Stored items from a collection
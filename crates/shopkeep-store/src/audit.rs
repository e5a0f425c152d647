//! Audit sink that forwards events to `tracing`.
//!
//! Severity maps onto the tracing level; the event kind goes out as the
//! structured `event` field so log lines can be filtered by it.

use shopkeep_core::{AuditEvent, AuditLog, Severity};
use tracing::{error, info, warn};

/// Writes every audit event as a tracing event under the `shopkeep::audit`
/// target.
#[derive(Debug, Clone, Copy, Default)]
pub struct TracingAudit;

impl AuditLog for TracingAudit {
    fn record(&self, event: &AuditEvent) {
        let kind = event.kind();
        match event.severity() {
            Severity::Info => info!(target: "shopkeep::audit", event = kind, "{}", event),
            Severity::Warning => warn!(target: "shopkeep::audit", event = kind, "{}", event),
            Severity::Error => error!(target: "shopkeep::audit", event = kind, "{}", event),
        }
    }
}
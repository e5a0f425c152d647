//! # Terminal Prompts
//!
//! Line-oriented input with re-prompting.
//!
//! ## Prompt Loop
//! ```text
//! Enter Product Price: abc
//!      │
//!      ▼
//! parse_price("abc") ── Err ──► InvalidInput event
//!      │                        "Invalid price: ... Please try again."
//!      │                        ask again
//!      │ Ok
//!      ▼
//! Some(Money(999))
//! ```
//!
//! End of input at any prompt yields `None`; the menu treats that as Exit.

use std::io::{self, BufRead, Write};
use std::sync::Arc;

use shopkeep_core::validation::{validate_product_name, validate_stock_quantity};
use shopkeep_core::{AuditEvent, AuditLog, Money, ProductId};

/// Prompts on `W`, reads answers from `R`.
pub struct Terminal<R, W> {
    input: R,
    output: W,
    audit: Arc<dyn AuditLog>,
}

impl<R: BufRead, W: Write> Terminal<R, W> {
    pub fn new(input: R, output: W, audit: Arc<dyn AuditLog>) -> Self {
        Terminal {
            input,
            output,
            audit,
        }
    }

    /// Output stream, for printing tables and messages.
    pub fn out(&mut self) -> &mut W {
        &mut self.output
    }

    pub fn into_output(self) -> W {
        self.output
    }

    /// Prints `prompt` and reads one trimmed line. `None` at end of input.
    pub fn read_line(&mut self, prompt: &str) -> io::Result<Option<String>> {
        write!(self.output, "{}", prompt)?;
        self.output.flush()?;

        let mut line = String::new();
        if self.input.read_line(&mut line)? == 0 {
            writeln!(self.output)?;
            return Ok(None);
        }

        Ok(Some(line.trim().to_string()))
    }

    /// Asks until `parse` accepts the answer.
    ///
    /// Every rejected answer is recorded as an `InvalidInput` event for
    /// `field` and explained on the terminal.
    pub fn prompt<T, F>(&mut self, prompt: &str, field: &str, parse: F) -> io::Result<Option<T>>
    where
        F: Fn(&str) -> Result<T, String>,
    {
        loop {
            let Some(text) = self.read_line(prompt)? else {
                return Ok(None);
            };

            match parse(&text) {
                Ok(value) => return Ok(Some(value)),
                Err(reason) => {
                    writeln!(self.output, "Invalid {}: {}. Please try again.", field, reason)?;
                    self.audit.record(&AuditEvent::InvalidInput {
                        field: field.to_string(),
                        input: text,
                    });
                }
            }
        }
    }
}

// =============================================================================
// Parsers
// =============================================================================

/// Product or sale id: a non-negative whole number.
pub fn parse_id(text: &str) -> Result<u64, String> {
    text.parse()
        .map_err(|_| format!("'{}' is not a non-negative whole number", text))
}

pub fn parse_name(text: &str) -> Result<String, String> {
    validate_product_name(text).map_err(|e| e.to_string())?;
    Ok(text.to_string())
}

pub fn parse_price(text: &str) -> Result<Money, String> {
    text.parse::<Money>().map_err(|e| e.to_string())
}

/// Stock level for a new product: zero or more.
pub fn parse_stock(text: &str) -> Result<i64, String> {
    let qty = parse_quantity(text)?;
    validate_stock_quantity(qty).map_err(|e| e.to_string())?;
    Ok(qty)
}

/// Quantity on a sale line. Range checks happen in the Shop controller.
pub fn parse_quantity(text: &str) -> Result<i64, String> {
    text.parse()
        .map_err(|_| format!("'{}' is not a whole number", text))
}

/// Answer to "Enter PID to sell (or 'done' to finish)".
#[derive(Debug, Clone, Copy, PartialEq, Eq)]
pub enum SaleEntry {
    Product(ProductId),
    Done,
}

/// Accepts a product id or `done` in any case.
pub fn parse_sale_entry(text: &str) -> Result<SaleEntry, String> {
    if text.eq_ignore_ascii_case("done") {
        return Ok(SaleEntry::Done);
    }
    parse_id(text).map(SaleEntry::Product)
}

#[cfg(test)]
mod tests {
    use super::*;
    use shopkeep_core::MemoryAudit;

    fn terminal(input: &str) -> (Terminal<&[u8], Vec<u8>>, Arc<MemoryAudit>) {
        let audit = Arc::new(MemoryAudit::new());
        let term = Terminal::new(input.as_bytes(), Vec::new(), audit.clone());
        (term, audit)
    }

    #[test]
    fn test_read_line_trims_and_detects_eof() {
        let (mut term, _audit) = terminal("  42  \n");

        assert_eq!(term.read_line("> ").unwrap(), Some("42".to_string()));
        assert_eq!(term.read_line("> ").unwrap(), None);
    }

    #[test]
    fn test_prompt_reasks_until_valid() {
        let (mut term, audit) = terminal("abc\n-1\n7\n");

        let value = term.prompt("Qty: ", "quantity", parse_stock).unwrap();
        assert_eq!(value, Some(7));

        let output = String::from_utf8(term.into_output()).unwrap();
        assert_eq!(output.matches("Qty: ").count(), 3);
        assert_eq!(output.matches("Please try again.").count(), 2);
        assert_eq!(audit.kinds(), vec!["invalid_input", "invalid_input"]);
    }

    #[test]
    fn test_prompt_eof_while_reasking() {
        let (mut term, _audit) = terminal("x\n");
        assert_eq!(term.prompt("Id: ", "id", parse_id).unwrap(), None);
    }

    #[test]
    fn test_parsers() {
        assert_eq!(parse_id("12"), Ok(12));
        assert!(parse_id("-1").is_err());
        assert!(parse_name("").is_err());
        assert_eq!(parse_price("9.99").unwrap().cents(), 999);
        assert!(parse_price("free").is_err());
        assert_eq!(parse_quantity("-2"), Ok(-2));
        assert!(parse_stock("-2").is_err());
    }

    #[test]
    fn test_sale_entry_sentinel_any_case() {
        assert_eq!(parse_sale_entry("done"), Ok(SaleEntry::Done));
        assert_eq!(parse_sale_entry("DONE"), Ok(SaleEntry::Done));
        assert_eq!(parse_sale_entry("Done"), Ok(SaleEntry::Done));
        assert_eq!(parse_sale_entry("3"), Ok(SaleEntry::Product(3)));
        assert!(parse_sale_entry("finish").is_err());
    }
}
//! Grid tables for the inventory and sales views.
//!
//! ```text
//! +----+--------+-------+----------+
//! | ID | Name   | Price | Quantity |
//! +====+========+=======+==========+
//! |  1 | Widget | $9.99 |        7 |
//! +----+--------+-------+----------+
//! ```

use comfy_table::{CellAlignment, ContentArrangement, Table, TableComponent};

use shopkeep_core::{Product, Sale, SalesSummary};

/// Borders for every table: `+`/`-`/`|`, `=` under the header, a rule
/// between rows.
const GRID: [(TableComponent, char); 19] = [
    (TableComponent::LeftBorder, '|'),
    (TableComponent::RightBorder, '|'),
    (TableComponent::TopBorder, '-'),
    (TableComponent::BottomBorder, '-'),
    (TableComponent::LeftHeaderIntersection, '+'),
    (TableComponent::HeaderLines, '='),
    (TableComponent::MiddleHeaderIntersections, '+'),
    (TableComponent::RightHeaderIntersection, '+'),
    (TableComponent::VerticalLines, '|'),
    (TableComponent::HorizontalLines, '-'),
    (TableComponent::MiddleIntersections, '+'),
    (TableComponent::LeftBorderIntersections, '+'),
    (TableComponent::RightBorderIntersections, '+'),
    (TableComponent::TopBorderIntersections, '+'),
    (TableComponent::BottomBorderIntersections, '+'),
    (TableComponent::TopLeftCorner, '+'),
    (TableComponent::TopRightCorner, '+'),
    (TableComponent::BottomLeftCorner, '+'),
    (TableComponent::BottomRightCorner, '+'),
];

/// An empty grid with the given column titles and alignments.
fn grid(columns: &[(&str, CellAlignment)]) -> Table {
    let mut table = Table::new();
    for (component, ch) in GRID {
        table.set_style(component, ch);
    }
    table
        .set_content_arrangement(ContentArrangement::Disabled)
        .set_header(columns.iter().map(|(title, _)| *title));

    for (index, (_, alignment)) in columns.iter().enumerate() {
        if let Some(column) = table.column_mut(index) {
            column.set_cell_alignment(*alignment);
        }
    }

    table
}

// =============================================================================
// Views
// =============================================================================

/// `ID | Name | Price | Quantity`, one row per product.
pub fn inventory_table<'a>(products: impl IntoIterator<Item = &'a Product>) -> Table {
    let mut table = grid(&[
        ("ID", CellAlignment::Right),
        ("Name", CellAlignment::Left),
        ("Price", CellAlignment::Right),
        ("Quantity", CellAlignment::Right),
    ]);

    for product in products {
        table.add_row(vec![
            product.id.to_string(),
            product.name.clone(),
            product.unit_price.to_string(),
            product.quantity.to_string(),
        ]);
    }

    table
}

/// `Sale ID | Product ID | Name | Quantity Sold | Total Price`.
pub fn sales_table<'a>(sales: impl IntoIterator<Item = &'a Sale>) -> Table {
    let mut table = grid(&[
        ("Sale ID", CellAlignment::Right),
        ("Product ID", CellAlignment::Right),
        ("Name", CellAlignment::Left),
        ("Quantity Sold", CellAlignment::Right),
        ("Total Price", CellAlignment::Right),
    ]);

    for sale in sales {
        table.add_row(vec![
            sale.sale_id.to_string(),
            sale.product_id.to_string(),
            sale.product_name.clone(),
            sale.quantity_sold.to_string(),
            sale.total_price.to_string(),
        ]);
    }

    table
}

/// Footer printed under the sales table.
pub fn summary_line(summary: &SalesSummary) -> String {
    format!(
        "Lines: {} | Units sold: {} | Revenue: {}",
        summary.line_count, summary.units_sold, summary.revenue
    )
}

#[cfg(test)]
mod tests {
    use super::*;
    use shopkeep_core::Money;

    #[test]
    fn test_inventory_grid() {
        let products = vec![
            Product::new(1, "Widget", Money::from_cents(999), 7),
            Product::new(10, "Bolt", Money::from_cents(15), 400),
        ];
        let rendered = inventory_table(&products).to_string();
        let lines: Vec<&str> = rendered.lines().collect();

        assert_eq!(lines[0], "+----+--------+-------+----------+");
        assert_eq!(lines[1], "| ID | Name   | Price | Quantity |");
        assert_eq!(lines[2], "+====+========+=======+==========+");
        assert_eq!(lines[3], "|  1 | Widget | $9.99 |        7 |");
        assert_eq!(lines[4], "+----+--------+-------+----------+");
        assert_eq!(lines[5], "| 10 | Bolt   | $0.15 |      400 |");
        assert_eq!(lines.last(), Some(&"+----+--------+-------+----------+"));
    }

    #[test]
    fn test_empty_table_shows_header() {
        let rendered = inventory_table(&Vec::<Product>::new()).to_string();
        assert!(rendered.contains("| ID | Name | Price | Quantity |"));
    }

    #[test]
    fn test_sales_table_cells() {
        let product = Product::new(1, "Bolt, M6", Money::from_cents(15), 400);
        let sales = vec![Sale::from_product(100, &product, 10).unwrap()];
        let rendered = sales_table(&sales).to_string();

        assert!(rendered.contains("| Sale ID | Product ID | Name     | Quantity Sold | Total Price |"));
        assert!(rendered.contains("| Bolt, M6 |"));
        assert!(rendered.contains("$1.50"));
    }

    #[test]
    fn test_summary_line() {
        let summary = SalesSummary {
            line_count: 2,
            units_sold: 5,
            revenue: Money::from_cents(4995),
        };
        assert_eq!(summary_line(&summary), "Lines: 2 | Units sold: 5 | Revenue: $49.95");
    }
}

INSTRUCTIONS FOR THE TASK
The lines above, from the first through the one containing "goes out as the", must be restated word for word, with nothing added.

RESULT OF THIS EXERCISE
filename crates/shopkeep-store/src/audit.rs
repository e5a0f425c152d647
//! Audit sink that forwards events to `tracing`.
//!
//! Severity maps onto the tracing level; the event kind goes out as the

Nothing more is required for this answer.